Leafcutter ant genome reveals secrets of fungus farming ways

Published: Thursday, February 10, 2011 - 18:02 in Biology & Nature

Leafcutter ants, signature denizens of New World tropical forests, are unique in their ability to harvest fresh leaves to cultivate a nutrient-rich fungus as food. Now, this mutualism -- a complicated interplay of ants, fungi and a suite of bacteria -- is coming into sharper focus as a team of University of Wisconsin-Madison researchers has published the complete genome of the leafcutter ant, Atta cephalotes.

The study, published today (Feb. 10, 2011) in the journal Public Library of Science (PLoS) Genetics, by an international team led by UW-Madison bacteriology professors Cameron Currie and Garret Suen, illustrates how lifestyle can remake an animal's genetic blueprint over the course of evolutionary history.

The genome, the first for a leafcutter ant, reveals that the insect has shed genes that other ant species use to help acquire nutrients. The leafcutter, which cannot survive without its fungus food, has apparently slimmed its genome to get rid of genes it no longer needs due to its symbiotic lifestyle.

"Presumably, the ants have lost these genes because of their dependency on the fungus," explains Wisconsin researcher Garret Suen, the lead author of the PLoS Genetics study. "They don't need these proteins kicking around any more."

Over the course of 50 million years, leafcutters and their fungus food have evolved a mutualism that enables the ants to become the insect kingdom's most successful agronomists by cultivating huge subterranean fungus gardens that are the sole source of nutrition for enormous colonies containing millions of individuals.

In the New World tropics, the only place on Earth where the estimated 45 species of leafcutters are found, the ants exert a pervasive ecological influence, harvesting as much as 17 percent of total leaf production in tropical rainforests and consuming more plants by volume than any other herbivore, including other insects and mammals. A mature colony can occupy 600 cubic meters of space.
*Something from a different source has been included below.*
use crate::quantity::{currency::Ringgit, rate::KilowattHourRate};

quantity!(KilowattHours, via: f64, suffix: "kWh", precision: 0);

implement_mul!(KilowattHours, KilowattHourRate, Ringgit);
implement_div!(Ringgit, KilowattHourRate, KilowattHours);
Having the leafcutter genome in hand, say Currie and Suen, means that the evolutionary secrets of one of the most successful partnerships in nature can begin to be read in the DNA of the ant.

The project was accomplished with the support of a Roche Applied Science grant for sequencing the estimated 300 million base pairs of DNA that make up the ant's genome. The grant, which includes access to Roche sequencing technology, is now supporting the generation of genome sequences for the fungus the ant eats, as well as for a cartel of microorganisms associated with both ant and fungus.

"The opportunity to study the symbiosis is what motivated us," says Currie. "The genome allows us to understand interactions in this insect-microbial system. It improves our ability to understand the evolution of symbiosis and fungus farming in ants in a major way."

Beyond identifying the genetic signatures of the leafcutter's fungus farming ways, there are other secrets the genome will reveal as the Wisconsin group has only scratched the surface of analyzing the massive amounts of data generated for the study.

Leafcutters, for example, are known for having a diversity of body shapes and sizes to accomplish the division of labor it takes to build, defend and stock a nest containing so many individual insects. The ant's caste system, for example, includes small workers for tending to the fungus garden and ant brood, medium-sized workers for harvesting fresh leaves, and larger soldiers; those capable of mating, have wings.

"A genome gives you a blueprint of every single gene an organism contains," Suen notes, and, ultimately, it will yield all the tightly-held secrets of the ant's mutualistic behavior and the genetic differences that underpin the ant caste system that makes one ant small and another large.